Inspiring the next generation: budding young scientists go behind the scenes at the BRC

Eighteen winners of our BRC Youth Awards, part of the IoPPN Youth Awards, have completed two days of work experience with leading scientists and researchers at our Denmark Hill campus.

This year’s winners of our BRC Youth Awards, part of the IoPPN Youth Awards, have completed two days of work experience with leading clinicians, scientists and researchers at our Denmark Hill campus.

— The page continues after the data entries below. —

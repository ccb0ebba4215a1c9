//! Camera capability
//!
//! Capture code publishes frames into a [`FrameFeed`]; the detection loop and
//! the preview only ever ask for the latest decodable frame.

mod still;
#[cfg(feature = "webcam")]
mod webcam;

pub use still::StillImageSource;
#[cfg(feature = "webcam")]
pub use webcam::WebcamCapture;

use crate::error::{MoodError, Result};
use image::RgbImage;
use parking_lot::RwLock;
use std::sync::atomic::{AtomicU64, Ordering};
use std::sync::Arc;

/// One RGB8 video frame
#[derive(Clone, Debug, PartialEq, Eq)]
pub struct VideoFrame {
    pub width: u32,
    pub height: u32,
    /// Tightly packed RGB8 rows
    pub rgb: Vec<u8>,
    /// Increases with every published frame
    pub sequence: u64,
}

impl VideoFrame {
    pub fn new(width: u32, height: u32, rgb: Vec<u8>) -> Self {
        Self {
            width,
            height,
            rgb,
            sequence: 0,
        }
    }

    /// Frame with both dimensions set and a buffer of the matching size
    pub fn is_decodable(&self) -> bool {
        self.width > 0
            && self.height > 0
            && self.rgb.len() == self.width as usize * self.height as usize * 3
    }

    /// Copy into an `image` buffer
    pub fn to_image(&self) -> Result<RgbImage> {
        RgbImage::from_raw(self.width, self.height, self.rgb.clone()).ok_or_else(|| {
            MoodError::ImageError(format!(
                "Frame buffer of {} bytes does not match {}x{}",
                self.rgb.len(),
                self.width,
                self.height
            ))
        })
    }
}

impl From<RgbImage> for VideoFrame {
    fn from(image: RgbImage) -> Self {
        let (width, height) = image.dimensions();
        VideoFrame::new(width, height, image.into_raw())
    }
}

/// Something that can hand out the current camera frame
pub trait FrameSource: Send + Sync {
    /// Latest decodable frame, or `None` while the source is not producing
    fn current_frame(&self) -> Option<Arc<VideoFrame>>;
}

/// Latest-frame slot shared between capture and consumers
#[derive(Clone, Default)]
pub struct FrameFeed {
    latest: Arc<RwLock<Option<Arc<VideoFrame>>>>,
    sequence: Arc<AtomicU64>,
}

impl FrameFeed {
    pub fn new() -> Self {
        Self::default()
    }

    /// Replace the current frame
    ///
    /// Undecodable frames are dropped so readers never see them.
    pub fn publish(&self, mut frame: VideoFrame) -> bool {
        if !frame.is_decodable() {
            return false;
        }
        frame.sequence = self.sequence.fetch_add(1, Ordering::SeqCst) + 1;
        *self.latest.write() = Some(Arc::new(frame));
        true
    }

    /// Forget the current frame (camera went away)
    pub fn clear(&self) {
        *self.latest.write() = None;
    }

    /// Number of frames published so far
    pub fn published(&self) -> u64 {
        self.sequence.load(Ordering::SeqCst)
    }

    pub fn is_live(&self) -> bool {
        self.latest.read().is_some()
    }
}

impl FrameSource for FrameFeed {
    fn current_frame(&self) -> Option<Arc<VideoFrame>> {
        self.latest.read().clone()
    }
}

The awards are part of the IoPPN Youth Awards, which encourage young people (aged 15-18) from schools across London to stay in social science, science and maths education. The NIHR Maudsley Biomedical Research Centre (BRC) runs three Awards within the scheme, each with a different focus:

  • The BRC Youth Award in Chemistry, Biology and Psychological Health
  • The HERON-BRC Youth Award in Sociology, Psychology and Health
  • The BRC Youth Award in Maths, Computer Science and Health

In addition to the two-day placement and involvement in the 2019 BRC Youth Takeover, winners are awarded a £50 book token.

The first placement day included:

  • Talks from staff members including a counselling psychologist, a psychiatrist and an expert in mental health and addiction on the role of podcasts as a way of reaching different groups
  • A session on research projects in the local community, including the Health of Young PeoplE (HYPE) project, the Evaluation of Youth Violence Intervention (EYVI) and the Health Inequalities Research Network (HERON).
  • A session on the RADAR-CNS (Remote Assessment of Disease and Relapse in Central Nervous System Disorders) project.
  • A ‘work-out’ session on health and exercise
  • An interactive session with the South East London Photography (SELPh) project.

The second day included:

Youth Takeover plans

Both days also included workshops to decide on activities for the BRC Youth Takeover, which will happen on 29 November.

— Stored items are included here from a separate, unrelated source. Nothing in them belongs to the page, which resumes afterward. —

//! Emotion labels and mood resolution
//!
//! The expression backend reports a score per emotion; this module reduces
//! that map to the single mood shown in the UI.

use std::fmt;
use std::str::FromStr;

/// The emotions the presentation layer knows how to style
#[derive(Clone, Copy, Debug, PartialEq, Eq, Hash)]
pub enum Emotion {
    Happy,
    Sad,
    Angry,
    Surprised,
    Neutral,
    Disgusted,
    Fearful,
}

impl Emotion {
    /// All known emotions
    pub const ALL: [Emotion; 7] = [
        Emotion::Happy,
        Emotion::Sad,
        Emotion::Angry,
        Emotion::Surprised,
        Emotion::Neutral,
        Emotion::Disgusted,
        Emotion::Fearful,
    ];

    /// Lowercase name as reported by expression backends
    pub fn as_str(&self) -> &'static str {
        match self {
            Emotion::Happy => "happy",
            Emotion::Sad => "sad",
            Emotion::Angry => "angry",
            Emotion::Surprised => "surprised",
            Emotion::Neutral => "neutral",
            Emotion::Disgusted => "disgusted",
            Emotion::Fearful => "fearful",
        }
    }

    /// Uppercase display label
    pub fn label(&self) -> &'static str {
        match self {
            Emotion::Happy => "HAPPY",
            Emotion::Sad => "SAD",
            Emotion::Angry => "ANGRY",
            Emotion::Surprised => "SURPRISED",
            Emotion::Neutral => "NEUTRAL",
            Emotion::Disgusted => "DISGUSTED",
            Emotion::Fearful => "FEARFUL",
        }
    }
}

impl FromStr for Emotion {
    type Err = String;

    /// Case-insensitive parse of an emotion name
    fn from_str(s: &str) -> Result<Self, Self::Err> {
        Emotion::ALL
            .iter()
            .copied()
            .find(|e| e.as_str().eq_ignore_ascii_case(s.trim()))
            .ok_or_else(|| format!("Unknown emotion: {}", s))
    }
}

impl fmt::Display for Emotion {
    fn fmt(&self, f: &mut fmt::Formatter<'_>) -> fmt::Result {
        write!(f, "{}", self.label())
    }
}

/// Label shown before the first detection completes
pub const INITIALIZING_LABEL: &str = "INITIALIZING";

/// Sentinel label for a frame without a detectable face
pub const NO_FACE_LABEL: &str = "NO FACE";

/// The mood currently shown to the user
#[derive(Clone, Debug, Default, PartialEq, Eq)]
pub enum Mood {
    /// No detection has completed yet
    #[default]
    Initializing,
    /// The last frame had no detectable face
    NoFace,
    /// Winning expression label, uppercased
    Detected(String),
}

impl Mood {
    /// Build a detected mood from a backend label
    ///
    /// A backend label that reads like a sentinel means no face, never a
    /// detected expression.
    pub fn detected(label: &str) -> Self {
        let label = label.trim().to_uppercase();
        if label == NO_FACE_LABEL || label == INITIALIZING_LABEL {
            return Mood::NoFace;
        }
        Mood::Detected(label)
    }

    /// Display label
    pub fn label(&self) -> &str {
        match self {
            Mood::Initializing => INITIALIZING_LABEL,
            Mood::NoFace => NO_FACE_LABEL,
            Mood::Detected(label) => label,
        }
    }

    /// The known emotion behind this mood, if any
    pub fn emotion(&self) -> Option<Emotion> {
        match self {
            Mood::Detected(label) => label.parse().ok(),
            _ => None,
        }
    }

    pub fn is_no_face(&self) -> bool {
        matches!(self, Mood::NoFace)
    }
}

impl fmt::Display for Mood {
    fn fmt(&self, f: &mut fmt::Formatter<'_>) -> fmt::Result {
        write!(f, "{}", self.label())
    }
}

/// Expression scores for one detected face
///
/// Insertion order is preserved because tie-breaking depends on it.
#[derive(Clone, Debug, Default, PartialEq)]
pub struct Expressions {
    scores: Vec<(String, f32)>,
}

impl Expressions {
    pub fn new() -> Self {
        Self::default()
    }

    /// Add or replace the score for an emotion
    pub fn with(mut self, emotion: impl Into<String>, score: f32) -> Self {
        self.insert(emotion, score);
        self
    }

    /// Add or replace the score for an emotion, keeping its original position
    pub fn insert(&mut self, emotion: impl Into<String>, score: f32) {
        let emotion = emotion.into();
        match self.scores.iter_mut().find(|(name, _)| *name == emotion) {
            Some(entry) => entry.1 = score,
            None => self.scores.push((emotion, score)),
        }
    }

    pub fn get(&self, emotion: &str) -> Option<f32> {
        self.scores
            .iter()
            .find(|(name, _)| name == emotion)
            .map(|(_, score)| *score)
    }

    pub fn iter(&self) -> impl Iterator<Item = (&str, f32)> {
        self.scores.iter().map(|(name, score)| (name.as_str(), *score))
    }

    pub fn len(&self) -> usize {
        self.scores.len()
    }

    pub fn is_empty(&self) -> bool {
        self.scores.is_empty()
    }

    /// Entry with the strictly greatest score
    ///
    /// Scanning left to right with a strict `>`, so on a tie the earliest
    /// entry wins. NaN scores never win.
    pub fn dominant(&self) -> Option<(&str, f32)> {
        let mut best: Option<(&str, f32)> = None;
        for (name, score) in self.iter() {
            if score.is_nan() {
                continue;
            }
            match best {
                Some((_, best_score)) if score <= best_score => {}
                _ => best = Some((name, score)),
            }
        }
        best
    }
}

impl<S: Into<String>> FromIterator<(S, f32)> for Expressions {
    fn from_iter<I: IntoIterator<Item = (S, f32)>>(iter: I) -> Self {
        let mut expressions = Expressions::new();
        for (name, score) in iter {
            expressions.insert(name, score);
        }
        expressions
    }
}

/// A mood and its confidence, always produced together
#[derive(Clone, Debug, Default, PartialEq, Eq)]
pub struct MoodReading {
    pub mood: Mood,
    /// Percentage in 0..=100
    pub confidence: u8,
}

impl MoodReading {
    /// Reading for a frame without a face
    pub fn no_face() -> Self {
        Self {
            mood: Mood::NoFace,
            confidence: 0,
        }
    }
}

/// Convert a raw score in [0, 1] to a rounded percentage
pub fn score_to_percent(score: f32) -> u8 {
    if !score.is_finite() {
        return 0;
    }
    (score * 100.0).round().clamp(0.0, 100.0) as u8
}

/// Reduce a detection result to the mood shown to the user
///
/// `None` means the backend found no face. An empty score map is treated the
/// same way since there is nothing to rank.
pub fn resolve(detection: Option<&Expressions>) -> MoodReading {
    let Some((emotion, score)) = detection.and_then(Expressions::dominant) else {
        return MoodReading::no_face();
    };

    match Mood::detected(emotion) {
        Mood::NoFace => MoodReading::no_face(),
        mood => MoodReading {
            mood,
            confidence: score_to_percent(score),
        },
    }
}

The takeover is part of an annual project led by the First News, in which organisations across the country open their doors to children and young people to take over adult roles and give their perspectives to those in charge.

Dr Cerisse Gunasinghe, Postdoctoral Research Associate and Counselling Psychologist, said: “We’re delighted to have worked with another intelligent, promising group of students and we’re looking forward to seeing them again as part of November’s BRC Youth Takeover.

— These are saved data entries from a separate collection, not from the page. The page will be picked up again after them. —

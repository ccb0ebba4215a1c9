//! Mood → (icon, color) mapping
//!
//! Matches on the uppercase label, so anything the table does not know
//! (`NO FACE`, `INITIALIZING`, labels a backend invents) gets the default.

use crate::mood::{Emotion, Mood};
use egui::Color32;

/// Icon and accent color for a mood
#[derive(Clone, Copy, Debug, PartialEq, Eq)]
pub struct MoodStyle {
    pub icon: &'static str,
    pub color: Color32,
}

impl MoodStyle {
    pub const DEFAULT: MoodStyle = MoodStyle {
        icon: "🔍",
        color: Color32::WHITE,
    };

    pub fn for_emotion(emotion: Emotion) -> Self {
        let (icon, color) = match emotion {
            Emotion::Happy => ("😊", Color32::from_rgb(250, 204, 21)), // yellow-400
            Emotion::Sad => ("😔", Color32::from_rgb(96, 165, 250)),   // blue-400
            Emotion::Angry => ("😠", Color32::from_rgb(248, 113, 113)), // red-400
            Emotion::Surprised => ("😲", Color32::from_rgb(192, 132, 252)), // purple-400
            Emotion::Neutral => ("😐", Color32::from_rgb(203, 213, 225)), // slate-300
            Emotion::Disgusted => ("🤢", Color32::from_rgb(74, 222, 128)), // green-400
            Emotion::Fearful => ("😨", Color32::from_rgb(129, 140, 248)), // indigo-400
        };
        Self { icon, color }
    }

    pub fn for_label(label: &str) -> Self {
        Emotion::ALL
            .iter()
            .find(|emotion| emotion.label() == label)
            .map_or(Self::DEFAULT, |emotion| Self::for_emotion(*emotion))
    }

    pub fn for_mood(mood: &Mood) -> Self {
        Self::for_label(mood.label())
    }
}

#[cfg(test)]
mod tests {
    use super::*;

    #[test]
    fn test_every_emotion_has_its_own_style() {
        let styles: Vec<MoodStyle> = Emotion::ALL
            .iter()
            .map(|e| MoodStyle::for_label(e.label()))
            .collect();

        for (i, style) in styles.iter().enumerate() {
            assert_ne!(*style, MoodStyle::DEFAULT);
            for other in &styles[i + 1..] {
                assert_ne!(style.icon, other.icon);
            }
        }
    }

    #[test]
    fn test_known_labels() {
        assert_eq!(MoodStyle::for_label("HAPPY").icon, "😊");
        assert_eq!(
            MoodStyle::for_label("HAPPY").color,
            Color32::from_rgb(250, 204, 21)
        );
        assert_eq!(MoodStyle::for_label("SAD").icon, "😔");
        assert_eq!(MoodStyle::for_label("FEARFUL").icon, "😨");
    }

    #[test]
    fn test_fallbacks() {
        assert_eq!(MoodStyle::for_label("NO FACE"), MoodStyle::DEFAULT);
        assert_eq!(MoodStyle::for_label("INITIALIZING"), MoodStyle::DEFAULT);
        assert_eq!(MoodStyle::for_label("CONTEMPT"), MoodStyle::DEFAULT);
        // Matched as-is
        assert_eq!(MoodStyle::for_label("happy"), MoodStyle::DEFAULT);
        assert_eq!(MoodStyle::for_mood(&Mood::Initializing), MoodStyle::DEFAULT);
    }

    #[test]
    fn test_mapping_is_stable() {
        let mood = Mood::detected("angry");
        assert_eq!(MoodStyle::for_mood(&mood), MoodStyle::for_mood(&mood));
        assert_eq!(MoodStyle::for_mood(&mood).icon, "😠");
    }
}
impl<'a> CornerSearch<'a> {
    /// Creates a search over `die` using footprints from `catalog`.
    pub fn new(die: &'a DieSpec, catalog: &'a CoreCatalog) -> Self {
        Self { die, catalog }
    }

    /// Searches the request's primaries in their given order.
    pub fn search_request(&self, request: &PlacementRequest) -> Result<Option<CornerLayout>> {
        self.search(&request.primaries, &request.filler)
    }

    /// Finds the row configurations of `primaries` that leave room for the
    /// most `filler` cores.
    ///
    /// `primaries` lists one or three `(type, count)` pairs in placement
    /// order. Returns `Ok(None)` when no combination of blocks fits.
    pub fn search(
        &self,
        primaries: &[(CoreTypeId, usize)],
        filler: &str,
    ) -> Result<Option<CornerLayout>> {
        self.die.validate()?;
        if primaries.len() != 1 && primaries.len() != 3 {
            return Err(Error::UnsupportedPrimaryCount(primaries.len()));
        }
        let filler_core = self.catalog.require(filler)?;
        filler_core.validate()?;

        let mut cores = Vec::with_capacity(primaries.len());
        for (i, (name, _)) in primaries.iter().enumerate() {
            if name == filler {
                return Err(Error::InvalidRequest(format!(
                    "filler type {} is also a primary type",
                    name
                )));
            }
            if primaries[..i].iter().any(|(other, _)| other == name) {
                return Err(Error::InvalidRequest(format!(
                    "core type {} listed more than once",
                    name
                )));
            }
            let core = self.catalog.require(name)?;
            core.validate()?;
            cores.push(core);
        }

        let mut corners = Vec::with_capacity(primaries.len());
        let mut candidates = Vec::with_capacity(primaries.len());
        for (slot, ((_, count), core)) in primaries.iter().zip(&cores).enumerate() {
            let corner = Corner::for_slot(slot, primaries.len())
                .ok_or(Error::UnsupportedPrimaryCount(primaries.len()))?;
            corners.push(corner);
            candidates.push(self.candidates(core, *count, corner));
        }

        let mut stats = SearchStats {
            candidates: candidates.iter().map(Vec::len).collect(),
            ..SearchStats::default()
        };
        let mut best = None;
        let mut chosen = Vec::with_capacity(candidates.len());
        self.explore(&candidates, filler_core, &mut chosen, &mut stats, &mut best);

        log::debug!(
            "corner search: candidates {:?}, pruned {}, filled {}, best filler {:?}",
            stats.candidates,
            stats.pruned,
            stats.filled,
            best.as_ref().map(|b| b.filler_count)
        );

        let Some(best) = best else {
            return Ok(None);
        };

        let mut assignments = Vec::with_capacity(primaries.len());
        let mut placements = Vec::new();
        for (slot, &index) in best.chosen.iter().enumerate() {
            let assignment = CornerAssignment {
                core_type: cores[slot].name().clone(),
                corner: corners[slot],
                rows: candidates[slot][index].rows.clone(),
            };
            self.place_block(&assignment, cores[slot], &mut placements);
            assignments.push(assignment);
        }
        let filler_assignment = CornerAssignment {
            core_type: filler_core.name().clone(),
            corner: Corner::Rot0,
            rows: best.filler_rows,
        };
        self.place_block(&filler_assignment, filler_core, &mut placements);

        Ok(Some(CornerLayout {
            primaries: assignments,
            filler: filler_assignment,
            placements,
            stats,
        }))
    }

    /// Fits filler rows into the bottom-left corner around `regions`.
    ///
    /// For each row the widest run of cores starting at the left die edge
    /// that overlaps no region is taken; a blocked row gets zero.
    pub fn fill(&self, regions: &[&AnchoredRegion], filler: &CoreType) -> RowConfiguration {
        let (w, h) = (filler.width(), filler.height());
        let (rows, cols) = filler.grid_in(self.die.width, self.die.height);
        (0..rows)
            .map(|row| {
                (1..=cols)
                    .rev()
                    .find(|&n| {
                        let rect = Corner::Rot0.map_rect(
                            self.die,
                            0.0,
                            row as f64 * h,
                            n as f64 * w,
                            h,
                        );
                        !regions.iter().any(|region| region.intersects_rect(&rect))
                    })
                    .unwrap_or(0)
            })
            .collect()
    }

    fn candidates(&self, core: &CoreType, count: usize, corner: Corner) -> Vec<Candidate> {
        if count == 0 {
            return vec![Candidate {
                rows: Vec::new(),
                region: AnchoredRegion::empty(corner, self.die),
            }];
        }
        let (frame_w, frame_h) = corner.frame(self.die);
        let (rows, cols) = core.grid_in(frame_w, frame_h);
        partitions(count, cols, rows)
            .map(|config| {
                let region = AnchoredRegion::new(&config, core, corner, self.die);
                Candidate {
                    rows: config,
                    region,
                }
            })
            .collect()
    }

    fn explore(
        &self,
        candidates: &[Vec<Candidate>],
        filler: &CoreType,
        chosen: &mut Vec<usize>,
        stats: &mut SearchStats,
        best: &mut Option<Best>,
    ) {
        let slot = chosen.len();
        if slot == candidates.len() {
            let regions: Vec<&AnchoredRegion> = chosen
                .iter()
                .enumerate()
                .map(|(s, &i)| &candidates[s][i].region)
                .collect();
            let filler_rows = self.fill(&regions, filler);
            let filler_count: usize = filler_rows.iter().sum();
            stats.filled += 1;
            // Strict comparison keeps the first maximum in generation order.
            if best.as_ref().map_or(true, |b| filler_count > b.filler_count) {
                *best = Some(Best {
                    chosen: chosen.clone(),
                    filler_rows,
                    filler_count,
                });
            }
            return;
        }

        for (index, candidate) in candidates[slot].iter().enumerate() {
            let clash = chosen
                .iter()
                .enumerate()
                .any(|(s, &i)| candidates[s][i].region.intersects(&candidate.region));
            if clash {
                stats.pruned += 1;
                continue;
            }
            chosen.push(index);
            self.explore(candidates, filler, chosen, stats, best);
            chosen.pop();
        }
    }

    fn place_block(
        &self,
        assignment: &CornerAssignment,
        core: &CoreType,
        placements: &mut Vec<PlacedCore>,
    ) {
        let (w, h) = (core.width(), core.height());
        for (row, &n) in assignment.rows.iter().enumerate() {
            for col in 0..n {
                let rect = assignment.corner.map_rect(
                    self.die,
                    col as f64 * w,
                    row as f64 * h,
                    w,
                    h,
                );
                placements.push(PlacedCore::new(
                    assignment.core_type.clone(),
                    rect.min().x,
                    rect.min().y,
                    rect.width(),
                    rect.height(),
                ));
            }
        }
    }
}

“The UK has a well-known shortage of science, technology, engineering and mathematics (STEM) skills, which potentially threatens future progress in health and social care. These awards aim to inspire the next generation of researchers and healthcare innovators, as well as help tackle the underrepresentation of black and minority ethnic groups in this field.

“It’s great to hear of previous winners who have gone on to study relevant subjects at university – and it was wonderful to hear from another just today who achieved outstanding GCSE results and is now starting A-Levels in biology, chemistry and psychology. We hope to see similar successes from 2019’s winners.”

The 2020 IoPPN Youth Awards will open for applications later in the year. Applicants need to be aged between 15 and 18, attend a school local to the Institute of Psychiatry, Psychology & Neuroscience (within five miles) and study a relevant subject at GCSE, A-level or equivalent.

The awards began in 2013 and the number of awards has been increasing ever since.